Beaconing picks up where geofencing leaves off. Rather than GPS, it uses short-range Bluetooth technology to track and message customers after they’ve entered a retail store. Beaconing works indoors and gives a much more precise location than GPS can.
Similar to Wi-Fi antennas, you can mount small, inexpensive beacons to walls and ceilings. Then, use them to send promotions to customers based on their locations within the store. The data is so specific that you can send personalized offers for the merchandise directly in front of a customer.
Beacon alerts go both ways. They might signal a retailer when an important customer walks in the door, for example. The sales staff will have the opportunity to review the customer’s purchase history and personalize their service.

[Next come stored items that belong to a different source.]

//! Error types for the `pdf-rag` crate.

use thiserror::Error;

/// Errors that can occur while ingesting documents or answering questions.
#[derive(Debug, Error)]
pub enum RagError {
    /// The PDF could not be opened or parsed (missing, corrupt or encrypted file).
    #[error("Extraction error ({path}): {message}")]
    Extraction {
        /// Path of the file that failed.
        path: String,
        /// A description of the failure.
        message: String,
    },

    /// Chunk size and overlap are inconsistent.
    #[error("Invalid chunk configuration: {0}")]
    InvalidChunkConfig(String),

    /// An error occurred during embedding generation.
    #[error("Embedding error ({provider}): {message}")]
    Embedding {
        /// The embedding provider that produced the error.
        provider: String,
        /// A description of the failure.
        message: String,
    },

    /// A passage id collided with one already stored in the collection.
    #[error("Duplicate passage id '{id}' in collection '{collection}'")]
    DuplicateId {
        /// The collection being written.
        collection: String,
        /// The colliding id.
        id: String,
    },

    /// The completion service failed. Callers may fall back to the raw context.
    #[error("Generation error ({provider}): {message}")]
    Generation {
        /// The completion provider that produced the error.
        provider: String,
        /// A description of the failure.
        message: String,
    },

    /// An error occurred in the vector store backend.
    #[error("Vector store error ({backend}): {message}")]
    VectorStore {
        /// The vector store backend that produced the error.
        backend: String,
        /// A description of the failure.
        message: String,
    },

    /// A configuration validation error.
    #[error("Configuration error: {0}")]
    Config(String),
}

impl RagError {
    pub(crate) fn extraction(path: impl Into<String>, message: impl Into<String>) -> Self {
        Self::Extraction { path: path.into(), message: message.into() }
    }

    pub(crate) fn embedding(provider: impl Into<String>, message: impl Into<String>) -> Self {
        Self::Embedding { provider: provider.into(), message: message.into() }
    }

    pub(crate) fn generation(provider: impl Into<String>, message: impl Into<String>) -> Self {
        Self::Generation { provider: provider.into(), message: message.into() }
    }

    pub(crate) fn vector_store(backend: impl Into<String>, message: impl Into<String>) -> Self {
        Self::VectorStore { backend: backend.into(), message: message.into() }
    }

    /// Whether the caller can reasonably degrade instead of failing.
    ///
    /// Only completion failures qualify: the retrieved context is still valid
    /// and can be shown as-is.
    pub fn is_recoverable(&self) -> bool {
        matches!(self, Self::Generation { .. })
    }
}

/// A convenience result type for RAG operations.
pub type Result<T> = std::result::Result<T, RagError>;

Forward-thinking businesses are exploring new and innovative ways to use beaconing technology. Try using data on customer movement patterns to shift slow-moving products to high-traffic areas, for example. You can even apply beaconing technology to other areas of your business, like inventory or work-related reminders.
The limitations of beaconing
With 85 percent of consumers using their mobile devices while shopping inside a store, beacons are definitely worth exploring. Bear in mind, though, that beaconing requires you to maintain your own app.

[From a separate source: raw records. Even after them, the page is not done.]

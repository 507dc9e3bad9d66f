//! Configuration for the RAG pipeline.
//!
//! [`RagConfig`] is passed explicitly into every component constructor; nothing
//! in this crate reads process-wide state except [`RagConfig::from_env`].

use std::fmt;
use std::path::PathBuf;

use serde::{Deserialize, Serialize};

use crate::error::{RagError, Result};

/// Default root directory for all collections.
pub const DEFAULT_PERSIST_DIR: &str = "data/chroma";

/// Default embedding model.
///
/// With the `fastembed` feature this is the sentence-transformers MiniLM model;
/// without it the offline hash embedder is the only model available.
#[cfg(feature = "fastembed")]
pub const DEFAULT_EMBEDDING_MODEL: &str = "all-MiniLM-L6-v2";
/// Default embedding model.
///
/// With the `fastembed` feature this is the sentence-transformers MiniLM model;
/// without it the offline hash embedder is the only model available.
#[cfg(not(feature = "fastembed"))]
pub const DEFAULT_EMBEDDING_MODEL: &str = "hash-384";

/// Default chat completion model.
pub const DEFAULT_COMPLETION_MODEL: &str = "gpt-3.5-turbo";

/// Default base URL of the OpenAI-compatible completion API.
pub const DEFAULT_COMPLETION_BASE_URL: &str = "https://api.openai.com/v1";

/// Environment variables recognised by [`RagConfig::from_env`].
pub mod env {
    /// Root directory of the persistent store.
    pub const PERSIST_DIR: &str = "PERSIST_DIR";
    /// Credential for the completion service; its presence enables synthesis.
    pub const COMPLETION_API_KEY: &str = "COMPLETION_API_KEY";
    /// Accepted when `COMPLETION_API_KEY` is unset.
    pub const OPENAI_API_KEY: &str = "OPENAI_API_KEY";
    /// Embedding model name.
    pub const EMBEDDING_MODEL_NAME: &str = "EMBEDDING_MODEL_NAME";
    /// Chat completion model name.
    pub const COMPLETION_MODEL: &str = "COMPLETION_MODEL";
    /// Base URL of the completion API.
    pub const COMPLETION_BASE_URL: &str = "COMPLETION_BASE_URL";
    /// Output-length cap for completions.
    pub const COMPLETION_MAX_TOKENS: &str = "COMPLETION_MAX_TOKENS";
    /// HTTP timeout for completion requests, in seconds.
    pub const COMPLETION_TIMEOUT_SECS: &str = "COMPLETION_TIMEOUT_SECS";
}

/// Settings for the external completion service.
#[derive(Clone, Serialize, Deserialize, PartialEq)]
pub struct CompletionConfig {
    /// API credential. Never serialized.
    #[serde(skip_serializing, default)]
    pub api_key: String,
    /// Chat model name.
    pub model: String,
    /// Base URL of an OpenAI-compatible API.
    pub base_url: String,
    /// Maximum number of tokens in the generated answer.
    pub max_tokens: u32,
    /// Request timeout in seconds.
    pub timeout_secs: u64,
}

impl CompletionConfig {
    /// Create settings for the given credential with default model and limits.
    pub fn new(api_key: impl Into<String>) -> Self {
        Self {
            api_key: api_key.into(),
            model: DEFAULT_COMPLETION_MODEL.to_string(),
            base_url: DEFAULT_COMPLETION_BASE_URL.to_string(),
            max_tokens: 256,
            timeout_secs: 60,
        }
    }
}

impl fmt::Debug for CompletionConfig {
    fn fmt(&self, f: &mut fmt::Formatter<'_>) -> fmt::Result {
        f.debug_struct("CompletionConfig")
            .field("api_key", &"<redacted>")
            .field("model", &self.model)
            .field("base_url", &self.base_url)
            .field("max_tokens", &self.max_tokens)
            .field("timeout_secs", &self.timeout_secs)
            .finish()
    }
}

/// Configuration parameters for the RAG pipeline.
#[derive(Debug, Clone, Serialize, Deserialize, PartialEq)]
pub struct RagConfig {
    /// Root directory holding every collection.
    pub persist_dir: PathBuf,
    /// Embedding model name. Must stay the same across ingest and query of a collection.
    pub embedding_model: String,
    /// Default maximum chunk size in characters.
    pub chunk_size: usize,
    /// Default number of overlapping characters between consecutive chunks.
    pub chunk_overlap: usize,
    /// Default number of passages retrieved per question.
    pub top_k: usize,
    /// Completion service settings; `None` selects the raw-context fallback.
    pub completion: Option<CompletionConfig>,
}

impl Default for RagConfig {
    fn default() -> Self {
        Self {
            persist_dir: PathBuf::from(DEFAULT_PERSIST_DIR),
            embedding_model: DEFAULT_EMBEDDING_MODEL.to_string(),
            chunk_size: 500,
            chunk_overlap: 100,
            top_k: 3,
            completion: None,
        }
    }
}

impl RagConfig {
    /// Create a new builder for constructing a [`RagConfig`].
    pub fn builder() -> RagConfigBuilder {
        RagConfigBuilder::default()
    }

    /// Build a configuration from the process environment.
    ///
    /// See [`env`] for the recognised variables. Unset variables keep their
    /// defaults.
    ///
    /// # Errors
    ///
    /// Returns [`RagError::Config`] if a numeric variable does not parse or the
    /// resulting configuration is invalid.
    pub fn from_env() -> Result<Self> {
        Self::from_lookup(|key| std::env::var(key).ok())
    }

    /// Build a configuration from an arbitrary key lookup.
    ///
    /// Empty values are treated as unset.
    pub fn from_lookup<F>(lookup: F) -> Result<Self>
    where
        F: Fn(&str) -> Option<String>,
    {
        let get = |key: &str| lookup(key).map(|v| v.trim().to_string()).filter(|v| !v.is_empty());

        let mut builder = RagConfig::builder();
        if let Some(dir) = get(env::PERSIST_DIR) {
            builder = builder.persist_dir(dir);
        }
        if let Some(model) = get(env::EMBEDDING_MODEL_NAME) {
            builder = builder.embedding_model(model);
        }

        let api_key = get(env::COMPLETION_API_KEY).or_else(|| get(env::OPENAI_API_KEY));
        if let Some(api_key) = api_key {
            let mut completion = CompletionConfig::new(api_key);
            if let Some(model) = get(env::COMPLETION_MODEL) {
                completion.model = model;
            }
            if let Some(url) = get(env::COMPLETION_BASE_URL) {
                completion.base_url = url.trim_end_matches('/').to_string();
            }
            if let Some(raw) = get(env::COMPLETION_MAX_TOKENS) {
                completion.max_tokens = parse_var(env::COMPLETION_MAX_TOKENS, &raw)?;
            }
            if let Some(raw) = get(env::COMPLETION_TIMEOUT_SECS) {
                completion.timeout_secs = parse_var(env::COMPLETION_TIMEOUT_SECS, &raw)?;
            }
            builder = builder.completion(completion);
        }

        builder.build()
    }
}

fn parse_var<T: std::str::FromStr>(key: &str, raw: &str) -> Result<T>
where
    T::Err: fmt::Display,
{
    raw.parse().map_err(|e| RagError::Config(format!("{key}={raw:?} is invalid: {e}")))
}

/// Builder for constructing a validated [`RagConfig`].
#[derive(Debug, Clone, Default)]
pub struct RagConfigBuilder {
    config: RagConfig,
}

impl RagConfigBuilder {
    /// Set the root directory of the persistent store.
    pub fn persist_dir(mut self, dir: impl Into<PathBuf>) -> Self {
        self.config.persist_dir = dir.into();
        self
    }

    /// Set the embedding model name.
    pub fn embedding_model(mut self, model: impl Into<String>) -> Self {
        self.config.embedding_model = model.into();
        self
    }

    /// Set the default maximum chunk size in characters.
    pub fn chunk_size(mut self, size: usize) -> Self {
        self.config.chunk_size = size;
        self
    }

    /// Set the default overlap between consecutive chunks in characters.
    pub fn chunk_overlap(mut self, overlap: usize) -> Self {
        self.config.chunk_overlap = overlap;
        self
    }

    /// Set the default number of passages to retrieve.
    pub fn top_k(mut self, k: usize) -> Self {
        self.config.top_k = k;
        self
    }

    /// Enable answer synthesis through a completion service.
    pub fn completion(mut self, completion: CompletionConfig) -> Self {
        self.config.completion = Some(completion);
        self
    }

    /// Build the [`RagConfig`], validating that parameters are consistent.
    ///
    /// # Errors
    ///
    /// Returns [`RagError::InvalidChunkConfig`] if `chunk_overlap >= chunk_size`,
    /// and [`RagError::Config`] if:
    /// - `top_k == 0`
    /// - the embedding model name is empty
    /// - the completion credential is empty or `max_tokens == 0`
    pub fn build(self) -> Result<RagConfig> {
        let config = self.config;
        if config.chunk_overlap >= config.chunk_size {
            return Err(RagError::InvalidChunkConfig(format!(
                "chunk_overlap ({}) must be less than chunk_size ({})",
                config.chunk_overlap, config.chunk_size
            )));
        }
        if config.top_k == 0 {
            return Err(RagError::Config("top_k must be greater than zero".to_string()));
        }
        if config.embedding_model.trim().is_empty() {
            return Err(RagError::Config("embedding model name must not be empty".to_string()));
        }
        if let Some(completion) = &config.completion {
            if completion.api_key.is_empty() {
                return Err(RagError::Config("completion API key must not be empty".to_string()));
            }
            if completion.max_tokens == 0 {
                return Err(RagError::Config("max_tokens must be greater than zero".to_string()));
            }
        }
        Ok(config)
    }
}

There are also several layers of user permissions. Consumers have to download your app, agree to share location data through it, opt-in to receive in-store notifications, and turn on Bluetooth while shopping.
What kind of data does location-based marketing provide?

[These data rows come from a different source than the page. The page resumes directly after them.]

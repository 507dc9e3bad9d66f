//! Passage chunking.
//!
//! [`RecursiveChunker`] cuts text into overlapping windows of at most
//! `chunk_size` characters. Inside each window it prefers, in order, a
//! paragraph break, a sentence end, a line break, any whitespace, and only
//! then a hard cut at the window edge.

use std::ops::Range;

use crate::error::{RagError, Result};

/// A strategy for splitting extracted text into passages.
pub trait Chunker: Send + Sync {
    /// Split `text` into passages.
    ///
    /// Returns an empty `Vec` if the text is empty or only whitespace.
    fn split(&self, text: &str) -> Vec<String>;
}

/// Splits text hierarchically with a fixed character overlap.
///
/// Sizes are counted in `char`s. Consecutive chunks share at least
/// `chunk_overlap` characters; a chunk may start a little earlier than strictly
/// required so that it begins on a word.
///
/// # Example
///
/// ```rust
/// use pdf_rag::{Chunker, RecursiveChunker};
///
/// let chunker = RecursiveChunker::new(500, 100)?;
/// let chunks = chunker.split("Refund policy: refunds within 30 days.");
/// assert_eq!(chunks, vec!["Refund policy: refunds within 30 days.".to_string()]);
/// # Ok::<(), pdf_rag::RagError>(())
/// ```
#[derive(Debug, Clone)]
pub struct RecursiveChunker {
    chunk_size: usize,
    chunk_overlap: usize,
}

impl RecursiveChunker {
    /// Create a new `RecursiveChunker`.
    ///
    /// # Errors
    ///
    /// Returns [`RagError::InvalidChunkConfig`] unless `chunk_overlap < chunk_size`.
    pub fn new(chunk_size: usize, chunk_overlap: usize) -> Result<Self> {
        if chunk_overlap >= chunk_size {
            return Err(RagError::InvalidChunkConfig(format!(
                "chunk_overlap ({chunk_overlap}) must be less than chunk_size ({chunk_size})"
            )));
        }
        Ok(Self { chunk_size, chunk_overlap })
    }

    /// Maximum characters per chunk.
    pub fn chunk_size(&self) -> usize {
        self.chunk_size
    }

    /// Minimum characters shared by consecutive chunks.
    pub fn chunk_overlap(&self) -> usize {
        self.chunk_overlap
    }

    /// Split `text` and return the byte range of every chunk, in order.
    ///
    /// Whitespace-only windows are dropped.
    pub fn split_ranges(&self, text: &str) -> Vec<Range<usize>> {
        if text.trim().is_empty() {
            return Vec::new();
        }

        let chars: Vec<char> = text.chars().collect();
        // byte offset of every char boundary, including the end of the text
        let offsets: Vec<usize> =
            text.char_indices().map(|(i, _)| i).chain(std::iter::once(text.len())).collect();

        chunk_spans(&chars, self.chunk_size, self.chunk_overlap)
            .into_iter()
            .map(|span| offsets[span.start]..offsets[span.end])
            .filter(|range| !text[range.clone()].trim().is_empty())
            .collect()
    }
}

impl Chunker for RecursiveChunker {
    fn split(&self, text: &str) -> Vec<String> {
        self.split_ranges(text).into_iter().map(|range| text[range].to_string()).collect()
    }
}

/// Split `text` with a [`RecursiveChunker`] of the given dimensions.
///
/// # Errors
///
/// Returns [`RagError::InvalidChunkConfig`] unless `chunk_overlap < chunk_size`.
pub fn chunk_text(text: &str, chunk_size: usize, chunk_overlap: usize) -> Result<Vec<String>> {
    Ok(RecursiveChunker::new(chunk_size, chunk_overlap)?.split(text))
}

/// Compute chunk windows as char index ranges.
///
/// Every window ends strictly after the previous one and starts at most
/// `overlap` chars before the previous end, so the loop always terminates.
fn chunk_spans(chars: &[char], size: usize, overlap: usize) -> Vec<Range<usize>> {
    let len = chars.len();
    let mut spans: Vec<Range<usize>> = Vec::new();
    let mut start = 0;

    loop {
        if len - start <= size {
            spans.push(start..len);
            break;
        }

        let floor = spans.last().map_or(start + overlap, |prev| prev.end.max(start + overlap));
        let end = find_break(chars, floor, start + size);
        spans.push(start..end);
        start = next_start(chars, start, end, size, overlap);
    }

    spans
}

/// Pick a chunk end in `(floor, limit]`, preferring the most natural boundary.
fn find_break(chars: &[char], floor: usize, limit: usize) -> usize {
    let is_paragraph = |end: usize| end >= 2 && chars[end - 1] == '\n' && chars[end - 2] == '\n';
    let is_sentence = |end: usize| {
        end >= 2 && chars[end - 1].is_whitespace() && matches!(chars[end - 2], '.' | '!' | '?')
    };
    let is_line = |end: usize| chars[end - 1] == '\n';
    let is_word = |end: usize| chars[end - 1].is_whitespace();

    let levels: [&dyn Fn(usize) -> bool; 4] = [&is_paragraph, &is_sentence, &is_line, &is_word];
    for level in levels {
        if let Some(end) = (floor + 1..=limit).rev().find(|&end| level(end)) {
            return end;
        }
    }
    limit
}

/// Start of the chunk following `start..end`.
///
/// Begins `overlap` chars before `end`, moved back onto a word start when one is
/// close enough that the next window can still advance past `end`.
fn next_start(chars: &[char], start: usize, end: usize, size: usize, overlap: usize) -> usize {
    let target = end - overlap;
    if overlap == 0 {
        return target;
    }

    let lower =
        (start + 1).max((end + 1).saturating_sub(size)).max(end.saturating_sub(2 * overlap));
    (lower..=target)
        .rev()
        .find(|&p| chars[p - 1].is_whitespace() && !chars[p].is_whitespace())
        .unwrap_or(target)
}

The technology allows you to collect, access, and analyze several data points about your customers from a single service. Track how often your customers shop, how much they spend, and how long their shopping trips are. Crunching the numbers can even help you find out if your window displays are effective at drawing people inside. If a mobile offer doesn’t lead to a sale, the data you get is still valuable for refining your geofences and strategies.
How to leverage geofencing & beaconing for mobile marketing
While location-based analytics is still evolving, it’s poised to revolutionize the marketing world. The value of the location-based analytics market is set to reach over $66 billion by 2026, a CAGR of approximately 20 percent.
Wondering how to make it work for you? The best way to realize the potential of mobile marketing is to combine the two technologies. Use geofencing to drive people to a retail location, and experiment with in-store beaconing to move merchandise and increase sales. While you may need to tweak your strategy as you get started, you’ll be well-positioned to take on your brick-and-mortar and virtual competition.